When I began working on a book about the deportation of Cambodian Americans in 2014, friends and family members worried it wouldn’t be successful. They thought the topic was noteworthy and important. They just weren’t sure enough people were paying attention to the intricacies of deportation policy to buy the book.

Then Donald Trump was elected president.

By the time Exiled: From the Killing Fields of Cambodia to California and Back was released in September 2018, deportation was a favorite topic of politicians, activists and even everyday Americans. Suddenly mainstream media was interested in talking about Cambodians who had come to the country as refugees and were now facing exile. What was once a rather obscure topic was being discussed on national radio and television broadcasts. I no longer needed to make the public aware of the issue—they were already talking about it. I had hoped there would be interest, but I had not anticipated quite how timely the topic would become.

I figured this serendipitous timing was not something that could be repeated. I was counting on interest in Russia and the region to help sales of my next book, From Chernobyl with Love: Reporting from the Ruins of the Soviet Union, but I didn’t expect the younger crowd to recognize Chernobyl. I had learned this the hard way while lecturing college students about Chernobyl—considered the world’s worst nuclear accident—and being met with blank stares.

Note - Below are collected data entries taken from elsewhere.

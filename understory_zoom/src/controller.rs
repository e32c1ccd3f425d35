// Copyright 2025 the Understory Authors
// SPDX-License-Identifier: Apache-2.0 OR MIT

use kurbo::{Point, Size, Vec2};

use crate::bounds::ScaleBounds;
use crate::clamp::{clamp_pan, pan_limits};
use crate::config::ZoomConfig;
use crate::error::ZoomError;
use crate::geometry::ViewportGeometry;
use crate::gesture::ZoomGesture;
use crate::modes::ClampMode;
use crate::render::{RenderTransform, ZoomTransform};
use crate::trace::{log_debug, log_trace, log_warn};
use crate::tween::ScaleTween;

#[derive(Clone, Copy, Debug, PartialEq)]
struct Layout {
    geometry: ViewportGeometry,
    bounds: ScaleBounds,
}

/// Zoom and pan state for one image view.
///
/// The controller owns the current scale and pan offset. It reacts to
/// gestures, keeps the scale inside the range derived from the latest layout,
/// and re-clamps the pan after every change.
///
/// Lifecycle:
/// - [`ZoomController::new`] creates a detached controller.
/// - [`ZoomController::on_layout`] attaches it to a view/content geometry and
///   resets the state to the fitted view. Call it again on every resize or
///   content change.
/// - [`ZoomController::destroy`] detaches it again.
///
/// While detached, gestures are ignored and nothing is rendered.
///
/// Every mutating call returns `true` when the visible transform changed and
/// the host should redraw.
#[derive(Clone, Debug)]
pub struct ZoomController {
    config: ZoomConfig,
    layout: Option<Layout>,
    scale: f64,
    pan: Vec2,
    zoomed_in: bool,
    tween: Option<ScaleTween>,
}

impl ZoomController {
    /// Creates a detached controller.
    #[must_use]
    pub fn new(config: ZoomConfig) -> Self {
        Self {
            config,
            layout: None,
            scale: 1.0,
            pan: Vec2::ZERO,
            zoomed_in: false,
            tween: None,
        }
    }

    /// Detaches the controller, dropping geometry, bounds and any running tween.
    ///
    /// The configuration is kept so the controller can be attached again.
    pub fn destroy(&mut self) {
        log_debug!("zoom controller detached");
        *self = Self::new(self.config);
    }

    /// Returns `true` once a layout has been applied.
    #[must_use]
    pub fn is_attached(&self) -> bool {
        self.layout.is_some()
    }

    /// Applies a new view and content size.
    ///
    /// Recomputes the scale bounds and resets to the fitted view: minimum
    /// scale, zero pan, not zoomed in, no tween.
    ///
    /// # Errors
    ///
    /// - [`ZoomError::InvalidGeometry`] if a dimension is not positive and finite.
    /// - [`ZoomError::DegenerateZoomRange`] if the zoom coefficient inverts the
    ///   scale range for this geometry.
    ///
    /// On error the previous state is kept.
    pub fn on_layout(&mut self, view: Size, content: Size) -> Result<(), ZoomError> {
        let geometry = ViewportGeometry::new(view, content)
            .inspect_err(|err| log_warn!("rejected layout: {err}"))?;
        self.apply_geometry(geometry)
    }

    /// Like [`ZoomController::on_layout`] for already validated geometry.
    ///
    /// # Errors
    ///
    /// Returns [`ZoomError::DegenerateZoomRange`] if the zoom coefficient
    /// inverts the scale range for this geometry.
    pub fn apply_geometry(&mut self, geometry: ViewportGeometry) -> Result<(), ZoomError> {
        let bounds = ScaleBounds::compute(&geometry, self.config.zoom_coefficient)
            .inspect_err(|err| log_warn!("rejected layout: {err}"))?;
        log_debug!(
            "layout: view {:?}, content {:?}, scale range [{}, {}]",
            geometry.view(),
            geometry.content(),
            bounds.min(),
            bounds.max()
        );
        self.layout = Some(Layout { geometry, bounds });
        self.reset();
        Ok(())
    }

    /// Replaces the configuration.
    ///
    /// When attached, the scale bounds are recomputed with the new zoom
    /// coefficient and the state is reset as for a layout change.
    ///
    /// # Errors
    ///
    /// Returns [`ZoomError::DegenerateZoomRange`] if the new coefficient
    /// inverts the scale range of the current geometry. The old
    /// configuration is kept in that case.
    pub fn set_config(&mut self, config: ZoomConfig) -> Result<(), ZoomError> {
        if let Some(layout) = self.layout {
            let bounds = ScaleBounds::compute(&layout.geometry, config.zoom_coefficient)
                .inspect_err(|err| log_warn!("rejected config: {err}"))?;
            self.config = config;
            self.layout = Some(Layout {
                geometry: layout.geometry,
                bounds,
            });
            self.reset();
        } else {
            self.config = config;
        }
        Ok(())
    }

    /// Returns the configuration.
    #[must_use]
    pub fn config(&self) -> ZoomConfig {
        self.config
    }

    /// Returns the geometry of the latest layout, if attached.
    #[must_use]
    pub fn geometry(&self) -> Option<ViewportGeometry> {
        self.layout.map(|l| l.geometry)
    }

    /// Returns the scale range of the latest layout, if attached.
    #[must_use]
    pub fn bounds(&self) -> Option<ScaleBounds> {
        self.layout.map(|l| l.bounds)
    }

    /// Current zoom factor.
    #[must_use]
    pub fn scale(&self) -> f64 {
        self.scale
    }

    /// Current pan offset of the content center from the view center.
    #[must_use]
    pub fn pan(&self) -> Vec2 {
        self.pan
    }

    /// Returns `true` after a double-tap zoomed in and until the next one zooms out.
    ///
    /// Pinch gestures do not change this flag.
    #[must_use]
    pub fn is_zoomed_in(&self) -> bool {
        self.zoomed_in
    }

    /// Returns `true` while a double-tap tween is running.
    ///
    /// Hosts should keep scheduling [`ZoomController::on_animation_frame`]
    /// while this holds.
    #[must_use]
    pub fn is_animating(&self) -> bool {
        self.tween.is_some()
    }

    /// Scale and pan as stored.
    #[must_use]
    pub fn current_transform(&self) -> ZoomTransform {
        ZoomTransform {
            scale: self.scale,
            pan: self.pan,
        }
    }

    /// Drawing steps for the current frame, or `None` while detached.
    ///
    /// # Errors
    ///
    /// Returns [`ZoomError::DegenerateZoomRange`] if the minimum and maximum
    /// scale are equal.
    pub fn render_transform(&self) -> Result<Option<RenderTransform>, ZoomError> {
        let Some(layout) = self.layout else {
            return Ok(None);
        };
        RenderTransform::compose(&layout.geometry, &layout.bounds, self.current_transform())
            .map(Some)
    }

    /// Dispatches a recognized gesture; `now_ms` is only used by double-taps.
    pub fn handle(&mut self, gesture: ZoomGesture, now_ms: u64) -> bool {
        match gesture {
            ZoomGesture::PinchBegin { focus } => self.on_pinch_begin(focus),
            ZoomGesture::PinchUpdate { factor } => self.on_pinch_update(factor),
            ZoomGesture::PinchEnd => {
                self.on_pinch_end();
                false
            }
            ZoomGesture::DoubleTap { at } => self.on_double_tap(at, now_ms),
            ZoomGesture::Drag { distance } => self.on_drag(distance),
        }
    }

    /// Starts a pinch around `focus`.
    ///
    /// Moves the pan so the zoom appears anchored at the focal point and
    /// stops any running double-tap tween.
    ///
    /// The anchor offset is `(focus - center) * (1 - max / min)`: it depends
    /// only on the scale range, not on the scale at the start of the pinch,
    /// so a pinch that starts already zoomed in can jump.
    pub fn on_pinch_begin(&mut self, focus: Point) -> bool {
        let Some(layout) = self.layout else {
            return false;
        };
        log_trace!("pinch begin at {focus:?}");
        self.tween = None;
        let pan = anchor_pan(&layout, focus);
        self.apply(&layout, self.scale, pan)
    }

    /// Applies an incremental pinch scale factor.
    ///
    /// Factors that are not positive and finite are ignored.
    pub fn on_pinch_update(&mut self, factor: f64) -> bool {
        let Some(layout) = self.layout else {
            return false;
        };
        if !factor.is_finite() || factor <= 0.0 {
            log_trace!("ignoring pinch factor {factor}");
            return false;
        }
        let scale = layout.bounds.clamp(self.scale * factor);
        self.apply(&layout, scale, self.pan)
    }

    /// Ends a pinch. The scale stays where the pinch left it.
    pub fn on_pinch_end(&mut self) {
        log_trace!("pinch end at scale {}", self.scale);
    }

    /// Toggles between the fitted and the zoomed-in scale.
    ///
    /// Zooming in first anchors the pan at `at`, then tweens the scale to the
    /// maximum; zooming out tweens back to the minimum and lets the pan
    /// collapse through clamping. Either way the tween starts from the live
    /// scale at `now_ms` and replaces any tween in flight.
    pub fn on_double_tap(&mut self, at: Point, now_ms: u64) -> bool {
        let Some(layout) = self.layout else {
            return false;
        };
        self.zoomed_in = !self.zoomed_in;
        log_trace!("double tap at {at:?}, zoomed in: {}", self.zoomed_in);

        let (target, pan_changed) = if self.zoomed_in {
            let pan = anchor_pan(&layout, at);
            (layout.bounds.max(), self.apply(&layout, self.scale, pan))
        } else {
            (layout.bounds.min(), false)
        };
        self.tween = Some(ScaleTween::new(
            self.scale,
            target,
            now_ms,
            self.config.tween_duration_ms,
            self.config.easing,
        ));
        let scale_changed = self.on_animation_frame(now_ms);
        pan_changed || scale_changed
    }

    /// Pans by a scroll `distance` while zoomed in.
    ///
    /// `distance` is the previous pointer position minus the current one, so
    /// the pan moves by `-distance`. Ignored unless
    /// [`ZoomController::is_zoomed_in`].
    pub fn on_drag(&mut self, distance: Vec2) -> bool {
        if !self.zoomed_in || !distance.is_finite() {
            return false;
        }
        let Some(layout) = self.layout else {
            return false;
        };
        self.apply(&layout, self.scale, self.pan - distance)
    }

    /// Advances the double-tap tween to `now_ms`.
    ///
    /// Returns `false` when no tween is running or the scale did not move.
    pub fn on_animation_frame(&mut self, now_ms: u64) -> bool {
        let Some(tween) = self.tween else {
            return false;
        };
        let value = tween.sample(now_ms);
        if tween.is_finished(now_ms) {
            self.tween = None;
        }
        self.write_scale(value)
    }

    /// Writes an externally interpolated scale.
    ///
    /// For hosts that drive the zoom animation with their own animator
    /// instead of [`ZoomController::on_animation_frame`]. The value is
    /// clamped to the scale range and the pan re-clamped, like any other
    /// scale change.
    ///
    /// A running double-tap tween is cancelled so the two drivers never
    /// fight over the scale; the external animator becomes the last writer.
    pub fn set_animated_scale(&mut self, value: f64) -> bool {
        if !value.is_finite() {
            return false;
        }
        self.tween = None;
        self.write_scale(value)
    }

    /// Snapshot of the current state for debugging and inspection.
    #[must_use]
    pub fn debug_info(&self) -> ZoomDebugInfo {
        ZoomDebugInfo {
            geometry: self.geometry(),
            bounds: self.bounds(),
            pan_limits: self
                .layout
                .map(|l| pan_limits(&l.geometry, self.pan_reference_scale(&l, self.scale))),
            scale: self.scale,
            pan: self.pan,
            zoomed_in: self.zoomed_in,
            tween: self.tween,
            config: self.config,
        }
    }

    fn reset(&mut self) {
        if let Some(layout) = self.layout {
            self.scale = layout.bounds.min();
        }
        self.pan = Vec2::ZERO;
        self.zoomed_in = false;
        self.tween = None;
    }

    fn write_scale(&mut self, value: f64) -> bool {
        let Some(layout) = self.layout else {
            return false;
        };
        let scale = layout.bounds.clamp(value);
        self.apply(&layout, scale, self.pan)
    }

    /// Stores `scale` and the clamped `pan`; returns whether either changed.
    fn apply(&mut self, layout: &Layout, scale: f64, pan: Vec2) -> bool {
        let pan = clamp_pan(&layout.geometry, self.pan_reference_scale(layout, scale), pan);
        let changed = scale != self.scale || pan != self.pan;
        self.scale = scale;
        self.pan = pan;
        changed
    }

    fn pan_reference_scale(&self, layout: &Layout, scale: f64) -> f64 {
        match self.config.clamp_mode {
            ClampMode::LiveScale => scale,
            ClampMode::MaxScale => layout.bounds.max(),
        }
    }
}

impl Default for ZoomController {
    fn default() -> Self {
        Self::new(ZoomConfig::default())
    }
}

fn anchor_pan(layout: &Layout, focus: Point) -> Vec2 {
    layout.geometry.offset_from_center(focus) * (1.0 - layout.bounds.ratio())
}

/// Debug snapshot of a [`ZoomController`] state.
#[derive(Clone, Copy, Debug, PartialEq)]
pub struct ZoomDebugInfo {
    /// Geometry of the latest layout, if attached.
    pub geometry: Option<ViewportGeometry>,
    /// Scale range, if attached.
    pub bounds: Option<ScaleBounds>,
    /// Pan limits currently in force, if attached.
    pub pan_limits: Option<Vec2>,
    /// Current zoom factor.
    pub scale: f64,
    /// Current pan offset.
    pub pan: Vec2,
    /// Double-tap toggle state.
    pub zoomed_in: bool,
    /// Running double-tap tween.
    pub tween: Option<ScaleTween>,
    /// Active configuration.
    pub config: ZoomConfig,
}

Then this summer before From Chernobyl with Love debuts, HBO released “Chernobyl”, a television miniseries starring Emily Watson that dramatizes the 1986 nuclear plant disaster. Suddenly Chernobyl was all over the news. There were stories in USA Today, the New York Times and Vanity Fair. A generation born after the explosion suddenly was interested in what happened more than three decades ago. Once again the timing of my book release is looking favorable.

Looking back, my first book also was well timed. Just before Bluegrass Baseball: A Year in the Minor League Life was released in 2012 one of the Minor League players I followed in the book became a very Major League name. Jose Altuve was not only moved up to the Majors in 2011, he was also named the Houston Astros’ representative to the All-Star Game in 2012. In 2017 he was named the American League MVP and became a World Series champion.

I can’t take credit for any of this. I have even more trouble explaining it. None of my books are on a similar subject. If I regularly wrote about baseball I might have recognized Altuve was destined to become a stand out. But I didn’t and at the time I thought he was just a sweet, shy young man who happened to be quite short. I wrote about baseball because I was fascinated by the lives the players lived. I wrote about deportees because I felt it was a story that needed to be told. I wrote about the former Soviet Union because it is what came out when I sat down at my computer.

As I work on my fourth book about the time I spent in a children’s psychiatric ward three decades ago once again people are questioning my timing. I tell them not to worry.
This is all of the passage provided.